About a month ago Roberto Bonanzinga pinged me with details of The Internet Address Book (IAB), an identity search engine that scanned a host of popular social networks – MySpace, LinkedIn, Delicious, Skype etc. – to find a person’s various identities and/or profiles. Although this feature alone was potentially useful it was rather singular. At the time, it seemed like just another website where I had to invest a lot of time to register my social network identites, instant messaging IDs and web addresses but in return got very little value back.

Well since then the IAB have released a number of new features and functions which certainly make the site more useful and worth investing a little more time in. The new tools page provides tools like a search snippet which you can place on your personal blog, profile, email or website.

They have also  developed a search plug-in for Internet Explorer 7 and Firefox users (mozilla browsers) as well as a Widget for Apple Computer users. They have also added some more internet addresses to The Internet Address Book. e.g Profileheaven.co.uk, Ryze.com, Technorati, Picturetrail, Buzznet and many more. To see the entire list go to The Internet Address Book.

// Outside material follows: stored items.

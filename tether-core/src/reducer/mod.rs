//! Reducers
//!
//! A reducer is the single place where state changes in response to an
//! action. It runs synchronously, mutates the state it is given and returns
//! an [`Effect`] describing any follow-up work.
//!
//! Reducers never fail. Anything that can go wrong in the domain is modeled
//! as state or as another action.
//!
//! # Composition
//!
//! Larger reducers are built from smaller ones:
//!
//! - [`Combine`] runs several reducers on the same state and action, in
//!   declared order, and merges their effects.
//! - [`Pullback`] lifts a reducer over a child state and child action into
//!   one over the parent, via a [`Lens`] and a [`CasePath`].
//! - [`OptionalPullback`] does the same for a child state held in an
//!   `Option`.
//!
//! # Unhandled actions
//!
//! By convention a reducer returns [`Effect::none`] for actions it does not
//! handle. Pullbacks ignore actions outside their case silently; an optional
//! pullback ignores actions for absent state and logs a warning, because that
//! usually means an effect outlived the feature that started it.

mod combine;
mod pullback;

pub use combine::Combine;
pub use pullback::{OptionalPullback, Pullback};

use crate::effect::Effect;
use crate::path::{CasePath, Lens};

/// A state transition function.
///
/// Any `Fn(&mut S, A) -> Effect<A>` closure is a reducer.
pub trait Reducer<S, A>: Send + Sync {
    fn reduce(&self, state: &mut S, action: A) -> Effect<A>;
}

impl<S, A, F> Reducer<S, A> for F
where
    F: Fn(&mut S, A) -> Effect<A> + Send + Sync,
{
    fn reduce(&self, state: &mut S, action: A) -> Effect<A> {
        self(state, action)
    }
}

/// Combinators available on every reducer.
pub trait ReducerExt<S, A>: Reducer<S, A> + Sized + 'static {
    /// Lift this reducer into a parent domain.
    fn pullback<PS, PA>(self, state: Lens<PS, S>, action: CasePath<PA, A>) -> Pullback<PS, PA, S, A, Self> {
        Pullback::new(state, action, self)
    }

    /// Lift this reducer into a parent domain where the child state is
    /// optional.
    fn optional<PS, PA>(
        self,
        state: Lens<PS, Option<S>>,
        action: CasePath<PA, A>,
    ) -> OptionalPullback<PS, PA, S, A, Self> {
        OptionalPullback::new(state, action, self)
    }

    /// Run `other` after this reducer on the same state and action.
    fn combine<R>(self, other: R) -> Combine<S, A>
    where
        S: 'static,
        A: Clone + 'static,
        R: Reducer<S, A> + 'static,
    {
        Combine::new().with(self).with(other)
    }
}

impl<S, A, R> ReducerExt<S, A> for R where R: Reducer<S, A> + 'static {}

/// Combine reducers, run in the order given.
///
/// ```rust
/// use tether_core::combine;
/// use tether_core::effect::Effect;
///
/// let reducer = combine![
///     |count: &mut i32, step: i32| { *count += step; Effect::none() },
///     |count: &mut i32, _step: i32| { *count *= 10; Effect::none() },
/// ];
/// # let _ = reducer;
/// ```
#[macro_export]
macro_rules! combine {
    ($($reducer:expr),+ $(,)?) => {
        $crate::reducer::Combine::new()$(.with($reducer))+
    };
}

Another new tool that is interesting is the Wanted Snippet where you can list people you’re looking for by placing it on your blog or profile. They’ve also made it really easy to invite all your contacts from Live Messenger or Outlook at once!

They’re also added in a flash based PIDY – personal identity – widget which you configure and then add to your website, profile or blog. Below is an example of my PIDY.

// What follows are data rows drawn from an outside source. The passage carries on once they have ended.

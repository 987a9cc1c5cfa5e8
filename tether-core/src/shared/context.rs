//! Keyed registry of shared references.
//!
//! A [`SharedContext`] hands out handles to persisted references by key id:
//! asking twice for the same key while a handle is alive returns a handle to
//! the same reference, so independent features agree on one value without a
//! process-wide registry. Pass the context to whatever builds the features.

use std::any::Any;
use std::fmt::{self, Debug};
use std::sync::{Arc, Weak};

use dashmap::mapref::entry::Entry;
use dashmap::DashMap;

use super::handle::{Shared, SharedReader};
use super::persistence::PersistenceKey;
use super::reference::ReferenceCore;
use crate::error::StoreError;

type Erased = Weak<dyn Any + Send + Sync>;

/// Registry of live shared references, keyed by persistence key id.
///
/// Entries are held weakly: once every handle to a reference is dropped the
/// next lookup loads the value from its key again.
#[derive(Clone, Default)]
pub struct SharedContext {
    references: Arc<DashMap<String, Erased>>,
}

impl SharedContext {
    pub fn new() -> Self {
        Self::default()
    }

    /// A handle to the reference for `key`, created from the stored value or
    /// `default` if there is no live one.
    ///
    /// Panics if a live reference for the same key id holds another type.
    #[track_caller]
    pub fn shared<T, K>(&self, key: K, default: T) -> Shared<T>
    where
        T: Clone + PartialEq + Debug + Send + Sync + 'static,
        K: PersistenceKey<T> + 'static,
    {
        let id = key.id();
        match self.references.entry(id) {
            Entry::Occupied(mut entry) => {
                if let Some(reference) = entry.get().upgrade() {
                    match reference.downcast::<ReferenceCore<T>>() {
                        Ok(core) => return Shared::from_core(core),
                        Err(_) => panic!(
                            "{}",
                            StoreError::KeyTypeMismatch {
                                key: entry.key().clone(),
                                requested: std::any::type_name::<T>(),
                            }
                        ),
                    }
                }
                tracing::debug!(key = %entry.key(), "replacing released shared reference");
                let core = ReferenceCore::persisted(default, Arc::new(key));
                entry.insert(erase(&core));
                Shared::from_core(core)
            }
            Entry::Vacant(entry) => {
                let core = ReferenceCore::persisted(default, Arc::new(key));
                entry.insert(erase(&core));
                Shared::from_core(core)
            }
        }
    }

    /// A read-only handle to the reference for `key`.
    #[track_caller]
    pub fn reader<T, K>(&self, key: K, default: T) -> SharedReader<T>
    where
        T: Clone + PartialEq + Debug + Send + Sync + 'static,
        K: PersistenceKey<T> + 'static,
    {
        self.shared(key, default).reader()
    }

    /// Number of references that still have a live handle.
    pub fn len(&self) -> usize {
        self.references.retain(|_, reference| reference.strong_count() > 0);
        self.references.len()
    }

    pub fn is_empty(&self) -> bool {
        self.len() == 0
    }
}

fn erase<T: Send + Sync + 'static>(core: &Arc<ReferenceCore<T>>) -> Erased {
    let erased: Arc<dyn Any + Send + Sync> = Arc::clone(core) as Arc<dyn Any + Send + Sync>;
    Arc::downgrade(&erased)
}

impl fmt::Debug for SharedContext {
    fn fmt(&self, f: &mut fmt::Formatter<'_>) -> fmt::Result {
        f.debug_struct("SharedContext")
            .field("references", &self.references.len())
            .finish()
    }
}

#[cfg(test)]
mod tests {
    use super::*;
    use crate::shared::MemoryStorage;

    #[test]
    fn same_key_same_reference() {
        let storage = MemoryStorage::new();
        let context = SharedContext::new();

        let a = context.shared(storage.key::<u32>("count"), 0);
        let b = context.shared(storage.key::<u32>("count"), 100);
        assert!(a.same_reference(&b));
        assert_eq!(b.get(), 0);

        a.set(3);
        assert_eq!(b.get(), 3);
        assert_eq!(context.reader(storage.key::<u32>("count"), 0).get(), 3);
        assert_eq!(context.len(), 1);
    }

    #[test]
    fn released_references_reload_from_storage() {
        let storage = MemoryStorage::new();
        let context = SharedContext::new();

        let first = context.shared(storage.key::<String>("name"), "default".to_string());
        first.set("saved".to_string());
        let id = first.reference_id();
        drop(first);
        assert!(context.is_empty());

        let second = context.shared(storage.key::<String>("name"), "default".to_string());
        assert_ne!(second.reference_id(), id);
        assert_eq!(second.get(), "saved");
    }

    #[test]
    fn mismatched_type_leaves_the_live_reference_alone() {
        let storage = MemoryStorage::new();
        let context = SharedContext::new();
        let count = context.shared(storage.key::<u32>("count"), 1);

        let panic = std::panic::catch_unwind(std::panic::AssertUnwindSafe(|| {
            context.shared(storage.key::<String>("count"), String::new())
        }))
        .expect_err("a different type for a live key must panic");
        let message = panic.downcast_ref::<String>().cloned().unwrap_or_default();
        assert!(message.contains("`memory:count` requested as `alloc::string::String`"));

        let again = context.shared(storage.key::<u32>("count"), 0);
        assert!(again.same_reference(&count));
        assert_eq!(again.get(), 1);
    }

    #[test]
    fn contexts_are_independent() {
        let storage = MemoryStorage::new();
        let a = SharedContext::new().shared(storage.key::<u32>("count"), 0);
        let b = SharedContext::new().shared(storage.key::<u32>("count"), 0);
        assert!(!a.same_reference(&b));
    }
}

With the growing number of social networks, IM clients and websites accounts we all have, bringing it all together is definitely a growing trend. Other sites doing a similar thing include the PeopleAggregator, simply because traditional whitepages, yellowpages or mainstream search engine sites don’t seem to do a very good job of finding our web identities. 

I can imagine this service either being bought up by Yahoo and integrated into their own set of vertical people search services or being replicated by Google and Microsoft.